Islands of Fire: Tzenka Dianova - XX Century Piano Music
2 October 2005 • Richard Cotman, Etnobofin
There are limited opportunities in Auckland to hear 20th Century"classical" music. So Tzenka Dianova's piano recital last night was an event to be leapt at. Dianova specialises in the avant garde end of 20th Century composition for piano, and the ambitious program was a satisfying survey of this particular musical vein, spanning music from 1905 to 1986.
Charles Ive's Three Page Sonata was the only piece with which I was familiar, and Dianova played the bustling third movement far more rhythmically than does Peter Lawson on his excellent American Piano Sonatas recording. There was even a hint of ragtime in Dianova's playing...
The real highlight of the concert was John Cage's Daughters of the Lonesome Isle for prepared piano. Oh to have a spare Steinway grand that you can fill with nuts, bolts, screws and bits of rubber! I couldn't help being reminded of Javanese gamelan on hearing this piece.

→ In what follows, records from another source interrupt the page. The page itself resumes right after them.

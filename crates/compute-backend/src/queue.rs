// Copyright (c) 2025 Dimitris Kafetzis
//
// Licensed under the MIT License.
// See LICENSE file in the project root for full license information.
//
// SPDX-License-Identifier: MIT

//! The backend capability set: device discovery plus an in-order command
//! queue that creates buffers and moves bytes to and from them.

use crate::BackendResult;
use bytes::Bytes;
use std::fmt;
use std::sync::Arc;

/// Opaque identifier of a device buffer, unique within one queue.
#[derive(Debug, Clone, Copy, PartialEq, Eq, Hash, PartialOrd, Ord)]
pub struct BufferId(u64);

impl BufferId {
    /// Wraps a raw backend identifier.
    pub fn new(raw: u64) -> Self {
        Self(raw)
    }

    /// Returns the raw identifier.
    pub fn raw(&self) -> u64 {
        self.0
    }
}

impl fmt::Display for BufferId {
    fn fmt(&self, f: &mut fmt::Formatter<'_>) -> fmt::Result {
        write!(f, "#{}", self.0)
    }
}

/// A device memory allocation.
///
/// Deliberately not `Clone`: exactly one owner may hold a given buffer, and
/// the allocation is handed back with [`CommandQueue::release_buffer`].
#[derive(Debug, PartialEq, Eq)]
pub struct DeviceBuffer {
    id: BufferId,
    size: usize,
}

impl DeviceBuffer {
    /// Creates the handle for a buffer a backend has just allocated.
    pub fn new(id: BufferId, size: usize) -> Self {
        Self { id, size }
    }

    /// Returns the backend identifier.
    pub fn id(&self) -> BufferId {
        self.id
    }

    /// Returns the buffer size in bytes.
    pub fn size(&self) -> usize {
        self.size
    }
}

/// Marker for an enqueued write.
///
/// Events carry the queue-assigned sequence number of the transfer. Queues
/// are in-order, so waiting on an event also covers every write enqueued
/// before it.
#[derive(Debug, Clone, Copy, PartialEq, Eq, PartialOrd, Ord)]
pub struct TransferEvent {
    seq: u64,
}

impl TransferEvent {
    /// Creates an event for the transfer with sequence number `seq`.
    pub fn new(seq: u64) -> Self {
        Self { seq }
    }

    /// Returns the transfer's sequence number.
    pub fn seq(&self) -> u64 {
        self.seq
    }
}

/// Device discovery and queue creation.
///
/// Selected at runtime as `Arc<dyn ComputeBackend>`, so real hardware and
/// the [`SimulatedBackend`](crate::SimulatedBackend) are interchangeable.
pub trait ComputeBackend: Send + Sync + fmt::Debug {
    /// Short backend name used in logs and configuration.
    fn name(&self) -> &str;

    /// Human-readable names of every usable device, in index order.
    fn list_devices(&self) -> Vec<String>;

    /// Whether at least one usable device exists. Never fails.
    fn is_available(&self) -> bool {
        !self.list_devices().is_empty()
    }

    /// Opens a command queue on the device at `index`.
    fn open_queue(&self, index: usize) -> BackendResult<Arc<dyn CommandQueue>>;
}

/// An in-order command queue bound to one device.
///
/// Operations submitted to the same queue execute in submission order.
pub trait CommandQueue: Send + Sync + fmt::Debug {
    /// Name of the device this queue drives.
    fn device_name(&self) -> &str;

    /// Allocates a device buffer of `size` bytes. Contents are undefined.
    fn create_buffer(&self, size: usize) -> BackendResult<DeviceBuffer>;

    /// Copies `dst.len()` bytes starting at `offset` into `dst`, blocking
    /// until every previously enqueued operation and the read itself are done.
    fn enqueue_read(&self, buffer: &DeviceBuffer, offset: usize, dst: &mut [u8])
        -> BackendResult<()>;

    /// Enqueues a write of `data` at `offset` and returns without waiting.
    ///
    /// The queue owns `data` from here on; the caller's memory is never
    /// referenced after this call returns.
    fn enqueue_write(
        &self,
        buffer: &DeviceBuffer,
        offset: usize,
        data: Bytes,
    ) -> BackendResult<TransferEvent>;

    /// Blocks until the write behind `event` has completed.
    fn wait(&self, event: &TransferEvent) -> BackendResult<()>;

    /// Returns a buffer's memory to the device.
    fn release_buffer(&self, buffer: DeviceBuffer);
}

The remainder of the concert was rounded out by the resonant harmonics of I. Phases II. Reseaux by Canadian Gilles Tremblay; the austere and minimal Intermission 5 by Morton Feldman; Galina Utsvol'skaya's Piano Sonata #5 (who would have thought that middle Db could become a theatrical character?). Dianova closed the concert with Olivier Messaien's brief and savage Ile de Feu I, played without sheet music, giving the impression that this forceful piece of modernism is one of Dianova's "party pieces".